# [WHAT THE EXERCISE ASKS]
Comb the records below for the string "health" and copy each line where it turns up.

(Stored records)
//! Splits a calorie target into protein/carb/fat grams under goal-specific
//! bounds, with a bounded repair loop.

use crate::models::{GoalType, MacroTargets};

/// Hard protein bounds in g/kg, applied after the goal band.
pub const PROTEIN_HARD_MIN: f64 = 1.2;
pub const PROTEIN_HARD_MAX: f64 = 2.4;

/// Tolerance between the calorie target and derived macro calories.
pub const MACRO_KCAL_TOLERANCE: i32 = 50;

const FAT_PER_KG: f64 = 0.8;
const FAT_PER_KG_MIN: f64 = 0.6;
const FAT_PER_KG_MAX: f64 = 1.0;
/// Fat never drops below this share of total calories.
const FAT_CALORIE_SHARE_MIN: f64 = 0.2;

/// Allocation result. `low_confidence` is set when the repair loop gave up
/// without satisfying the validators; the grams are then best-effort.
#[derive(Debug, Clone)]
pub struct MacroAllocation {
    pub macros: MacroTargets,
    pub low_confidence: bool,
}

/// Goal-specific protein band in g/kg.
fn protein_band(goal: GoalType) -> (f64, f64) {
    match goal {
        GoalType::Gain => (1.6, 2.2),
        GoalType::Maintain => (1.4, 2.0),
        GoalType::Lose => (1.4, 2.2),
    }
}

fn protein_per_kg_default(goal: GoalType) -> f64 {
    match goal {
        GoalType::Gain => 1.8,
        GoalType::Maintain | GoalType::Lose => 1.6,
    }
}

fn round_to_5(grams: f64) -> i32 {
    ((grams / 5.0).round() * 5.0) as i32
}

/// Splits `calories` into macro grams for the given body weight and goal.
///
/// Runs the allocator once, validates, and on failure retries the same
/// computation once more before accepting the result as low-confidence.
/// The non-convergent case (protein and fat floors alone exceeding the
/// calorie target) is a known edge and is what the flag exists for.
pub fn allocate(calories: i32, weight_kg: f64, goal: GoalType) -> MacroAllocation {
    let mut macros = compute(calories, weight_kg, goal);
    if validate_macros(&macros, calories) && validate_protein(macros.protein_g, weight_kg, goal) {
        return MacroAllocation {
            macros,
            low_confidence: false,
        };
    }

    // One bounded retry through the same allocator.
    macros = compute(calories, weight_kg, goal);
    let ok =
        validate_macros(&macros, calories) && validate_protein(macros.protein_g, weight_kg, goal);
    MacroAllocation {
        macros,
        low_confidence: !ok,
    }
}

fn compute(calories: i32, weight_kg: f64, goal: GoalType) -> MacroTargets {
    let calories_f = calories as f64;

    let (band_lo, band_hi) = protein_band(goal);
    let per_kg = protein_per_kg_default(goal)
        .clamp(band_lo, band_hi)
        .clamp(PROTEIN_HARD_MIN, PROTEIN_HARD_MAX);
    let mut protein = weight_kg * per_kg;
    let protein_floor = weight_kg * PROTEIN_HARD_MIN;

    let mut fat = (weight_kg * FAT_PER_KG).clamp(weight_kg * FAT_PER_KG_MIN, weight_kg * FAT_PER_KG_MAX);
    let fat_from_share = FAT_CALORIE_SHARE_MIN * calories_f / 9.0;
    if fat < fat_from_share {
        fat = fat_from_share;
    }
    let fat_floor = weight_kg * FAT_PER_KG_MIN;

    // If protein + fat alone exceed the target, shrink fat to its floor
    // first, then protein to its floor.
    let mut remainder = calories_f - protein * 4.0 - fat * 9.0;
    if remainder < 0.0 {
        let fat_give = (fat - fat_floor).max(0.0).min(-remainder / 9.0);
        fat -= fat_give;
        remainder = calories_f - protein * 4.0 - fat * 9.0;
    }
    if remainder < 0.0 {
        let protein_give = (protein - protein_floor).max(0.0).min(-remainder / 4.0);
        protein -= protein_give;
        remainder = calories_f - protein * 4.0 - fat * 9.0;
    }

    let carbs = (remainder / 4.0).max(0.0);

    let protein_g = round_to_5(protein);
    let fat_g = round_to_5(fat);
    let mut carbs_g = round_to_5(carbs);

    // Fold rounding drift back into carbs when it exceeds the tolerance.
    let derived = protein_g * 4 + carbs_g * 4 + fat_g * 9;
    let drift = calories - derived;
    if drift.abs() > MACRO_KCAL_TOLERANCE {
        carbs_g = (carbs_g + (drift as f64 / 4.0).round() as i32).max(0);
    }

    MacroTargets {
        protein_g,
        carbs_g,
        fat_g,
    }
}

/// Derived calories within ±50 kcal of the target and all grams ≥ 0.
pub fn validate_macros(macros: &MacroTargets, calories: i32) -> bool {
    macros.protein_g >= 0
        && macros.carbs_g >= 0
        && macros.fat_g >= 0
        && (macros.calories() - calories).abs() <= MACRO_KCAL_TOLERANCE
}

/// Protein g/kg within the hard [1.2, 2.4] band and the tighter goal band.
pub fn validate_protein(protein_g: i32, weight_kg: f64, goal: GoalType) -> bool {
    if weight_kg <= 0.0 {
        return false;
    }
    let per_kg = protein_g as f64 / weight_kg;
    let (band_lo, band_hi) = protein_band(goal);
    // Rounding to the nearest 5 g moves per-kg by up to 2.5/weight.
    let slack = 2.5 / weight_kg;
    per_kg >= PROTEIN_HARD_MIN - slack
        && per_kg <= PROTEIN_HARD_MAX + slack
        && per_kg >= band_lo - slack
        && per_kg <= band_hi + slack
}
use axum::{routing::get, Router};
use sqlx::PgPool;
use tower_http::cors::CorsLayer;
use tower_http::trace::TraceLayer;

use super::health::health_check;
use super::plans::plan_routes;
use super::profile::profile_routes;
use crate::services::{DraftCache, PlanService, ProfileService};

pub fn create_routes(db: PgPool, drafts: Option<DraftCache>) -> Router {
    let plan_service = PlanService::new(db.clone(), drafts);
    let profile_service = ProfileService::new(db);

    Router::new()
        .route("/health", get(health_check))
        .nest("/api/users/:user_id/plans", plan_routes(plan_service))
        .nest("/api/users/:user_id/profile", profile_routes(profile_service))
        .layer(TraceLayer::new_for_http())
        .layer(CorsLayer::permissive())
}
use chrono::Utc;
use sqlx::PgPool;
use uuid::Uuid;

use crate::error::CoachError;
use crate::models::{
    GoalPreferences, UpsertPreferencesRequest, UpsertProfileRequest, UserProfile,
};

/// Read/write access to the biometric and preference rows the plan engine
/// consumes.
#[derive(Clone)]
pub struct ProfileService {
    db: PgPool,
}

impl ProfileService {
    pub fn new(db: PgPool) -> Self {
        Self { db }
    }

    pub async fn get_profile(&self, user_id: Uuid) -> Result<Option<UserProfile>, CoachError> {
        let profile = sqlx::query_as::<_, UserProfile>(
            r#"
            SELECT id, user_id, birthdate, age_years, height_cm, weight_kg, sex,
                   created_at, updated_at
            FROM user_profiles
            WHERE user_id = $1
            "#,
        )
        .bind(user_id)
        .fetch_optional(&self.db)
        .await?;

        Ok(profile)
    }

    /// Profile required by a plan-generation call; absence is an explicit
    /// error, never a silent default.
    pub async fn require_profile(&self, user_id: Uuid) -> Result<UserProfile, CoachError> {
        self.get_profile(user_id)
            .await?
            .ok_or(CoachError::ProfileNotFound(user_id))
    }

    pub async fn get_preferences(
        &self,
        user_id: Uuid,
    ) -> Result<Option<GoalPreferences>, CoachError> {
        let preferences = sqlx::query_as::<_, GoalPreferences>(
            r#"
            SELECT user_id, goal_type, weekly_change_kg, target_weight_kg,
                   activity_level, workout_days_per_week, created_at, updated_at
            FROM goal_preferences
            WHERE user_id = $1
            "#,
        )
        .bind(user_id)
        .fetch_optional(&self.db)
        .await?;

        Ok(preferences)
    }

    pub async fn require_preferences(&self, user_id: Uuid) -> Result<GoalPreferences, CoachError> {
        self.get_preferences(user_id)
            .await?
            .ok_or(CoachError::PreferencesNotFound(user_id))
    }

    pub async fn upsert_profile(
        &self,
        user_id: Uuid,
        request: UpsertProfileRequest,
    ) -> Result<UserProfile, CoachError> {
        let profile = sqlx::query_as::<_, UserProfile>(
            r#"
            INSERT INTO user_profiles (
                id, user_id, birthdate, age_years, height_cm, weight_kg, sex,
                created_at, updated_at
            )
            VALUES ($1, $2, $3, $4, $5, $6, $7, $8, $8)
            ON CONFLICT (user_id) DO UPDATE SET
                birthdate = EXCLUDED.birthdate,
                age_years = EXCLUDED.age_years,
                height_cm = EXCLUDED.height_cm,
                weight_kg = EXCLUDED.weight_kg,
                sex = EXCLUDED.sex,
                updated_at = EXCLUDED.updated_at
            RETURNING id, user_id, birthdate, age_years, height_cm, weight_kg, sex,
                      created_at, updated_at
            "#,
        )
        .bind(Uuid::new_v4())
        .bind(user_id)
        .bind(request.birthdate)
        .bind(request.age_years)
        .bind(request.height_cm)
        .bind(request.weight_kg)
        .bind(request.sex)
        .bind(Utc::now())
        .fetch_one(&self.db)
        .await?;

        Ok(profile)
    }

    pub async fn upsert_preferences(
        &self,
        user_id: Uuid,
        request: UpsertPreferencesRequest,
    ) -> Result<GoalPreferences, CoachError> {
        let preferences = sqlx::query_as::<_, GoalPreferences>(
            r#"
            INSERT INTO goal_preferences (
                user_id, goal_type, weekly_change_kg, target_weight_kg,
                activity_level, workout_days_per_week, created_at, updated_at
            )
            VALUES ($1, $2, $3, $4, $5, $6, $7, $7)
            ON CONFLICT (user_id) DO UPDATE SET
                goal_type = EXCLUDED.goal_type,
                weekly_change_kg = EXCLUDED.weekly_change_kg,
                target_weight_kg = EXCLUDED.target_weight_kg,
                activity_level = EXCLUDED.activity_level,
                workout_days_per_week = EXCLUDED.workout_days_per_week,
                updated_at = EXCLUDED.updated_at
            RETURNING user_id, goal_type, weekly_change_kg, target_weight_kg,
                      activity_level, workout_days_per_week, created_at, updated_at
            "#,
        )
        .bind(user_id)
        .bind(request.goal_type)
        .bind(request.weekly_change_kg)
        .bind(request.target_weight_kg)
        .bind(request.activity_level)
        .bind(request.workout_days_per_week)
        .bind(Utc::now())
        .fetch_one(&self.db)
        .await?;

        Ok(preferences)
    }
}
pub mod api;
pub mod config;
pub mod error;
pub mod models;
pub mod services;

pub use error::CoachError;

# [ANSWER BOX]
use super::health::health_check;
        .route("/health", get(health_check))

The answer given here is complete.